//! PID filtering strategies.
//!
//! A session either taps the whole transport stream through one shared
//! demultiplexer filter, or opens one demultiplexer descriptor per PID and
//! reads the merged output from the DVR node. The strategy is chosen when
//! the session is opened and never changes afterwards.

use log::{debug, error, warn};

use dvb_sys as sys;

use crate::tuner::error::{Result, TunerError};
use crate::tuner::node::{Access, DeviceNode, DvbBackend, NodeKind, PesFilter};

/// Capacity of the per-PID descriptor table.
pub const MAX_PIDS: usize = 256;

/// How PIDs reach user space.
#[derive(Debug, Clone, Copy, PartialEq, Eq)]
pub enum FilterMode {
    /// One filter on the whole-stream pseudo PID; PID requests are ignored.
    Budget,
    /// One filter on the PAT, extended with `DMX_ADD_PID`.
    SharedFilter,
    /// One demultiplexer descriptor per PID, data read from the DVR node.
    PerPid,
}

pub(crate) enum FilterStrategy<B: DvbBackend> {
    Shared(SharedFilter<B::Node>),
    PerPid(PidTable<B>),
}

impl<B: DvbBackend> FilterStrategy<B> {
    pub(crate) fn open(
        backend: &B,
        dir: &B::Dir,
        adapter: u8,
        device: u8,
        mode: FilterMode,
        buffer_size: u32,
    ) -> Result<Self> {
        match mode {
            FilterMode::Budget | FilterMode::SharedFilter => {
                let budget = mode == FilterMode::Budget;
                SharedFilter::open(backend, dir, adapter, device, budget, buffer_size)
                    .map(FilterStrategy::Shared)
            }
            FilterMode::PerPid => {
                PidTable::open(backend, dir, adapter, device).map(FilterStrategy::PerPid)
            }
        }
    }

    pub(crate) fn mode(&self) -> FilterMode {
        match self {
            FilterStrategy::Shared(f) if f.budget => FilterMode::Budget,
            FilterStrategy::Shared(_) => FilterMode::SharedFilter,
            FilterStrategy::PerPid(_) => FilterMode::PerPid,
        }
    }

    /// Descriptor the transport stream is read from.
    pub(crate) fn data_node(&self) -> &B::Node {
        match self {
            FilterStrategy::Shared(f) => &f.demux,
            FilterStrategy::PerPid(t) => &t.dvr,
        }
    }

    pub(crate) fn add_pid(&mut self, backend: &B, pid: u16) -> Result<()> {
        match self {
            FilterStrategy::Shared(f) => f.add_pid(pid),
            FilterStrategy::PerPid(t) => t.add_pid(backend, pid),
        }
    }

    pub(crate) fn remove_pid(&mut self, pid: u16) {
        match self {
            FilterStrategy::Shared(f) => f.remove_pid(pid),
            FilterStrategy::PerPid(t) => t.remove_pid(pid),
        }
    }

    /// Closes every per-PID descriptor; the data path stays open.
    pub(crate) fn release_pids(&mut self) {
        if let FilterStrategy::PerPid(t) = self {
            t.clear();
        }
    }
}

pub(crate) struct SharedFilter<N> {
    demux: N,
    budget: bool,
}

impl<N: DeviceNode> SharedFilter<N> {
    fn open<B: DvbBackend<Node = N>>(
        backend: &B,
        dir: &B::Dir,
        adapter: u8,
        device: u8,
        budget: bool,
        buffer_size: u32,
    ) -> Result<Self> {
        let demux = backend
            .open_node(dir, device, NodeKind::Demux, Access::ReadOnly)
            .map_err(|source| {
                error!("cannot access demultiplexer: {}", source);
                TunerError::NodeUnavailable {
                    kind: NodeKind::Demux,
                    adapter,
                    device,
                    source,
                }
            })?;

        if let Err(e) = demux.set_buffer_size(buffer_size) {
            warn!("cannot expand demultiplexing buffer: {}", e);
        }

        // The TS demux tap cannot be configured without at least one PID.
        let pid = if budget { sys::DMX_PID_ALL } else { 0x0000 };
        let filter = PesFilter::from_frontend(pid, sys::DMX_OUT_TSDEMUX_TAP);
        if let Err(e) = demux.set_pes_filter(&filter) {
            error!("cannot setup TS demultiplexer: {}", e);
            return Err(TunerError::DemuxSetup(e));
        }

        Ok(Self { demux, budget })
    }

    fn add_pid(&self, pid: u16) -> Result<()> {
        if self.budget || pid == 0 {
            return Ok(());
        }
        self.demux.add_pid(pid).map_err(|source| {
            error!("cannot add PID 0x{:04X}: {}", pid, source);
            TunerError::PidFilter { pid, source }
        })
    }

    fn remove_pid(&self, pid: u16) {
        if self.budget || pid == 0 {
            return;
        }
        if let Err(e) = self.demux.remove_pid(pid) {
            debug!("cannot remove PID 0x{:04X}: {}", pid, e);
        }
    }
}

struct PidSlot<N> {
    pid: u16,
    // held open until the slot is cleared
    _node: N,
}

/// Fixed-capacity table of per-PID demultiplexer descriptors.
pub(crate) struct PidTable<B: DvbBackend> {
    dir: B::Dir,
    adapter: u8,
    device: u8,
    dvr: B::Node,
    slots: Box<[Option<PidSlot<B::Node>>]>,
}

impl<B: DvbBackend> PidTable<B> {
    fn open(backend: &B, dir: &B::Dir, adapter: u8, device: u8) -> Result<Self> {
        let dir = backend.duplicate_dir(dir).map_err(|source| {
            error!("cannot duplicate adapter {} directory: {}", adapter, source);
            TunerError::AdapterUnavailable { adapter, source }
        })?;
        let dvr = backend
            .open_node(&dir, device, NodeKind::Dvr, Access::ReadOnly)
            .map_err(|source| {
                error!("cannot access DVR: {}", source);
                TunerError::NodeUnavailable {
                    kind: NodeKind::Dvr,
                    adapter,
                    device,
                    source,
                }
            })?;

        Ok(Self {
            dir,
            adapter,
            device,
            dvr,
            slots: (0..MAX_PIDS).map(|_| None).collect(),
        })
    }

    fn contains(&self, pid: u16) -> bool {
        self.slots.iter().flatten().any(|s| s.pid == pid)
    }

    fn add_pid(&mut self, backend: &B, pid: u16) -> Result<()> {
        if pid == 0 || self.contains(pid) {
            return Ok(());
        }
        let Some(free) = self.slots.iter().position(Option::is_none) else {
            error!("cannot add PID 0x{:04X}: too many PID filters", pid);
            return Err(TunerError::TooManyFilters(pid));
        };

        let node = self.open_filter(backend, pid).map_err(|source| {
            error!("cannot add PID 0x{:04X}: {}", pid, source);
            TunerError::PidFilter { pid, source }
        })?;
        self.slots[free] = Some(PidSlot { pid, _node: node });
        debug!("adapter {}: PID 0x{:04X} filtered in slot {}", self.adapter, pid, free);
        Ok(())
    }

    fn open_filter(&self, backend: &B, pid: u16) -> std::io::Result<B::Node> {
        let node = backend.open_node(&self.dir, self.device, NodeKind::Demux, Access::ReadOnly)?;
        node.set_pes_filter(&PesFilter::from_frontend(pid, sys::DMX_OUT_TS_TAP))?;
        Ok(node)
    }

    fn remove_pid(&mut self, pid: u16) {
        if let Some(slot) = self
            .slots
            .iter_mut()
            .find(|s| matches!(s, Some(s) if s.pid == pid))
        {
            *slot = None;
        }
    }

    fn clear(&mut self) {
        for slot in self.slots.iter_mut() {
            *slot = None;
        }
    }

    #[cfg(test)]
    pub(crate) fn pids(&self) -> impl Iterator<Item = u16> + '_ {
        self.slots.iter().flatten().map(|s| s.pid)
    }
}

#[cfg(test)]
mod tests {
    use super::*;
    use crate::tuner::mock::MockBackend;

    fn open(backend: &MockBackend, mode: FilterMode) -> FilterStrategy<MockBackend> {
        let dir = backend.open_adapter(0).unwrap();
        FilterStrategy::open(backend, &dir, 0, 0, mode, 1 << 20).unwrap()
    }

    #[test]
    fn test_budget_filter_taps_whole_stream() {
        let backend = MockBackend::default();
        let strategy = open(&backend, FilterMode::Budget);

        let state = backend.state();
        assert_eq!(state.buffer_sizes, vec![1 << 20]);
        assert_eq!(state.filters.len(), 1);
        assert_eq!(state.filters[0].1.pid, 0x2000);
        assert_eq!(state.filters[0].1.output, sys::DMX_OUT_TSDEMUX_TAP);
        assert_eq!(strategy.mode(), FilterMode::Budget);
    }

    #[test]
    fn test_shared_filter_starts_on_pat() {
        let backend = MockBackend::default();
        let _strategy = open(&backend, FilterMode::SharedFilter);
        assert_eq!(backend.state().filters[0].1.pid, 0x0000);
    }

    #[test]
    fn test_buffer_size_failure_is_not_fatal() {
        let backend = MockBackend::default();
        backend.state_mut().fail_buffer_size = true;
        let strategy = open(&backend, FilterMode::Budget);
        assert_eq!(strategy.mode(), FilterMode::Budget);
    }

    #[test]
    fn test_budget_pids_are_noops() {
        let backend = MockBackend::default();
        let mut strategy = open(&backend, FilterMode::Budget);
        let before = backend.state().open_count();

        for pid in [0u16, 0x11, 0x1FFF] {
            strategy.add_pid(&backend, pid).unwrap();
            strategy.remove_pid(pid);
        }

        let state = backend.state();
        assert_eq!(state.open_count(), before);
        assert!(state.added_pids.is_empty());
        assert!(state.removed_pids.is_empty());
    }

    #[test]
    fn test_shared_filter_adds_to_existing_filter() {
        let backend = MockBackend::default();
        let mut strategy = open(&backend, FilterMode::SharedFilter);

        strategy.add_pid(&backend, 0).unwrap();
        strategy.add_pid(&backend, 0x100).unwrap();
        strategy.remove_pid(0x100);
        strategy.remove_pid(0);

        let state = backend.state();
        assert_eq!(state.added_pids, vec![0x100]);
        assert_eq!(state.removed_pids, vec![0x100]);
    }

    #[test]
    fn test_per_pid_add_is_idempotent() {
        let backend = MockBackend::default();
        let mut strategy = open(&backend, FilterMode::PerPid);
        let before = backend.state().open_count();

        strategy.add_pid(&backend, 0x100).unwrap();
        strategy.add_pid(&backend, 0x100).unwrap();
        assert_eq!(backend.state().open_count(), before + 1);

        let filter = backend.state().filters.last().unwrap().1;
        assert_eq!(filter.pid, 0x100);
        assert_eq!(filter.output, sys::DMX_OUT_TS_TAP);
    }

    #[test]
    fn test_per_pid_remove_closes_descriptor() {
        let backend = MockBackend::default();
        let mut strategy = open(&backend, FilterMode::PerPid);
        let before = backend.state().open_count();

        strategy.add_pid(&backend, 0x200).unwrap();
        strategy.remove_pid(0x200);
        strategy.remove_pid(0x300);
        assert_eq!(backend.state().open_count(), before);

        if let FilterStrategy::PerPid(table) = &strategy {
            assert_eq!(table.pids().count(), 0);
        }
    }

    #[test]
    fn test_per_pid_table_exhaustion() {
        let backend = MockBackend::default();
        let mut strategy = open(&backend, FilterMode::PerPid);

        for pid in 1..=MAX_PIDS as u16 {
            strategy.add_pid(&backend, pid).unwrap();
        }
        let before = backend.state().open_count();

        let err = strategy.add_pid(&backend, 0x1000).unwrap_err();
        assert!(matches!(err, TunerError::TooManyFilters(0x1000)));
        assert_eq!(backend.state().open_count(), before);

        // previously added PIDs are still filtered
        strategy.add_pid(&backend, 1).unwrap();
        if let FilterStrategy::PerPid(table) = &strategy {
            assert_eq!(table.pids().count(), MAX_PIDS);
        }

        // a freed slot is reusable
        strategy.remove_pid(7);
        strategy.add_pid(&backend, 0x1000).unwrap();
    }

    #[test]
    fn test_per_pid_filter_failure_consumes_no_slot() {
        let backend = MockBackend::default();
        let mut strategy = open(&backend, FilterMode::PerPid);
        let before = backend.state().open_count();

        backend.state_mut().fail_pes_filter = true;
        let err = strategy.add_pid(&backend, 0x100).unwrap_err();
        assert!(matches!(err, TunerError::PidFilter { pid: 0x100, .. }));
        assert_eq!(backend.state().open_count(), before);

        backend.state_mut().fail_pes_filter = false;
        strategy.add_pid(&backend, 0x100).unwrap();
    }

    #[test]
    fn test_per_pid_reads_from_dvr() {
        let backend = MockBackend::default();
        let strategy = open(&backend, FilterMode::PerPid);
        assert_eq!(backend.label_of(strategy.data_node()), "dvr0");
    }
}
-----
### Exercise description
Within the material above, output exactly the lines from the one with "return Err(TunerError::DemuxSetup(e));" through the one with "fn remove_pid(&self, pid: u16)", end lines included, and nothing besides.

### Answer to this problem
            return Err(TunerError::DemuxSetup(e));
        }

        Ok(Self { demux, budget })
    }

    fn add_pid(&self, pid: u16) -> Result<()> {
        if self.budget || pid == 0 {
            return Ok(());
        }
        self.demux.add_pid(pid).map_err(|source| {
            error!("cannot add PID 0x{:04X}: {}", pid, source);
            TunerError::PidFilter { pid, source }
        })
    }

    fn remove_pid(&self, pid: u16) {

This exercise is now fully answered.